[DIRECTIONS FOR THIS TASK] Copy each line of the entries that contains the word "drafts".

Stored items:
-- Opening Marker --

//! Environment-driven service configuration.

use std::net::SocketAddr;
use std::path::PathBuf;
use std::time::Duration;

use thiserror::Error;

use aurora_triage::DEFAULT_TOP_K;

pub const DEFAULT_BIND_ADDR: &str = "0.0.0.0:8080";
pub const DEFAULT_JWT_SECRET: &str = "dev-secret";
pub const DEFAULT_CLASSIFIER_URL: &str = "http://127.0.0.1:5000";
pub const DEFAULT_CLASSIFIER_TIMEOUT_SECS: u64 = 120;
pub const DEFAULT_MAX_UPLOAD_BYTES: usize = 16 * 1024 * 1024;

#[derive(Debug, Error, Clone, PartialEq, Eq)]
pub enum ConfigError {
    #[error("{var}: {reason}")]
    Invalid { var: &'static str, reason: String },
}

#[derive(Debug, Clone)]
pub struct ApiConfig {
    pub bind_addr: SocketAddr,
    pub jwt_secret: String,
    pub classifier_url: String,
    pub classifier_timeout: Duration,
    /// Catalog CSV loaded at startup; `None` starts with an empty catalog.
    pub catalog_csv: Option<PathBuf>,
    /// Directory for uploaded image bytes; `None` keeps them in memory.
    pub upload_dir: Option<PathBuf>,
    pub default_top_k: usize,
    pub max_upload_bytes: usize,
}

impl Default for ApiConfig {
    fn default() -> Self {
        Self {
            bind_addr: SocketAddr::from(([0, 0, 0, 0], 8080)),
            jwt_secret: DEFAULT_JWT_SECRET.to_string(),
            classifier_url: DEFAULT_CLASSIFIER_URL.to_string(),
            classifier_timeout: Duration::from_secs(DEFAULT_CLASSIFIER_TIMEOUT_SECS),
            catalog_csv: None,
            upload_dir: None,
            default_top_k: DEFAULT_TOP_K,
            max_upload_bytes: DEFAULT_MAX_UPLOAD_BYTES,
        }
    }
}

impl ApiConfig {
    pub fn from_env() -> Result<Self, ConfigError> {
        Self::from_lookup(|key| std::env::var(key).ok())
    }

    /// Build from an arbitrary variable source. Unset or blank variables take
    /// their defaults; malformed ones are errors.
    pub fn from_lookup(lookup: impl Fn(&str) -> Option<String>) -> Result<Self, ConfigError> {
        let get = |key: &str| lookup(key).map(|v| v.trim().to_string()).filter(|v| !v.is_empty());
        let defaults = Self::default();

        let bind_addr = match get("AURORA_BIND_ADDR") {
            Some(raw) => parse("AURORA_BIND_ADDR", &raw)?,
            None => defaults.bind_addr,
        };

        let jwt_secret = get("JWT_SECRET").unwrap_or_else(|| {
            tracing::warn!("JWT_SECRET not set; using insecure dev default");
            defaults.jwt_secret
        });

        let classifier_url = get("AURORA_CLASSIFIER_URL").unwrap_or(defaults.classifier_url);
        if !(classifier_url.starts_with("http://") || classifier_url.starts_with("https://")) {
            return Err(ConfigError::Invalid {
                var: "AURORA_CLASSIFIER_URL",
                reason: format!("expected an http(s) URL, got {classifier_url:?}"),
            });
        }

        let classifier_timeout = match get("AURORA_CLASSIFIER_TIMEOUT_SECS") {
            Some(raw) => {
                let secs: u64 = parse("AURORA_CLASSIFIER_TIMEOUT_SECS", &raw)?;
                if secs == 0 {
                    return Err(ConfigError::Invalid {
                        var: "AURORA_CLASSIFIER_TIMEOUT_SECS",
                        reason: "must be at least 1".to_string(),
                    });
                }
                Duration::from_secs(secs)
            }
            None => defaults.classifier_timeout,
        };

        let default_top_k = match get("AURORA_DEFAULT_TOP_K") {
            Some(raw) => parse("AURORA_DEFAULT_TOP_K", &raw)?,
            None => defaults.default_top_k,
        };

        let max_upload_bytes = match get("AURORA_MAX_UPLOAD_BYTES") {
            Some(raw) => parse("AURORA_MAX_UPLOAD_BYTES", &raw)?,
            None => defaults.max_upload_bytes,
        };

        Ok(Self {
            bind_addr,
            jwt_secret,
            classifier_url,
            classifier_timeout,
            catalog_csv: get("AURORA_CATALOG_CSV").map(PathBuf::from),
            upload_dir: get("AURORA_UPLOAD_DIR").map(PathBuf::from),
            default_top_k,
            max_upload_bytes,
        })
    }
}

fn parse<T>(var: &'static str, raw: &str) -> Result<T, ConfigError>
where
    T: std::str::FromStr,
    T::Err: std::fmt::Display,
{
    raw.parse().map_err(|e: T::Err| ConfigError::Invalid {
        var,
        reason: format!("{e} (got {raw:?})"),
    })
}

-- Closing Marker --
-- Opening Marker --

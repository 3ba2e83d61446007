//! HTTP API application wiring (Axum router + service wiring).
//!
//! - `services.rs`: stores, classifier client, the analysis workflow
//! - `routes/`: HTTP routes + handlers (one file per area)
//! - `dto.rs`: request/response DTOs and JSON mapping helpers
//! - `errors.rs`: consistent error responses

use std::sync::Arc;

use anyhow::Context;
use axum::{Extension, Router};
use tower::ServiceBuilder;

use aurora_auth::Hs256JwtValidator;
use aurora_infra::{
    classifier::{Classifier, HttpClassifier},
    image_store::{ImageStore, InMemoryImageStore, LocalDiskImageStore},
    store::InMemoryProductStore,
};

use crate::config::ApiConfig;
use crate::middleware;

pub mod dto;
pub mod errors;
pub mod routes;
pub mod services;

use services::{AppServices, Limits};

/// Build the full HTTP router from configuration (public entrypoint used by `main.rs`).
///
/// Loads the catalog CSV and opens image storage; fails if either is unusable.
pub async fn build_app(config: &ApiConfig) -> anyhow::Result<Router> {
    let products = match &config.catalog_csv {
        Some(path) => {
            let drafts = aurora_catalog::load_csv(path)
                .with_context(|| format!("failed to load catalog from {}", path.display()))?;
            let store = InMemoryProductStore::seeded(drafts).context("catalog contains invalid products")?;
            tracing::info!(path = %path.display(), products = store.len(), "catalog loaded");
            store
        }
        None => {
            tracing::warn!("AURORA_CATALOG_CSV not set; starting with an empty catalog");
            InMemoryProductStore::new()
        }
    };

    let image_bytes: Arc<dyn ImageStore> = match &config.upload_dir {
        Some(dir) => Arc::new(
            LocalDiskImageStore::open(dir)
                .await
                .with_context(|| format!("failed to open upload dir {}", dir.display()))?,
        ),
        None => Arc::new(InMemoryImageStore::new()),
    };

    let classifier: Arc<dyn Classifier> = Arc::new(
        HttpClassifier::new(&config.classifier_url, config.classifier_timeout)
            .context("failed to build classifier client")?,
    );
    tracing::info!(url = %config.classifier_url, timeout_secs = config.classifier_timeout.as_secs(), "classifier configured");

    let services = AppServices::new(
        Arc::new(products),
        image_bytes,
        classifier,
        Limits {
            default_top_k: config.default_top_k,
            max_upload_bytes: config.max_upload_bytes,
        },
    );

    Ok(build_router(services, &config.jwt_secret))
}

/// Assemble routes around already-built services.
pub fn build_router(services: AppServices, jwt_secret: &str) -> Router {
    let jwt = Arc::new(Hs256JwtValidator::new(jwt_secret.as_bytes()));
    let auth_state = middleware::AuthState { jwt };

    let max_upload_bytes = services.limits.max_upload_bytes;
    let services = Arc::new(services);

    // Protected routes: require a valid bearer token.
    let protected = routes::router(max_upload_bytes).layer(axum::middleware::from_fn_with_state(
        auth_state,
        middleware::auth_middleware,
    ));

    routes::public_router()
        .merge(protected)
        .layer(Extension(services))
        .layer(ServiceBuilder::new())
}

-- Closing Marker --

[RESULT OF THIS EXERCISE]
            let drafts = aurora_catalog::load_csv(path)
            let store = InMemoryProductStore::seeded(drafts).context("catalog contains invalid products")?;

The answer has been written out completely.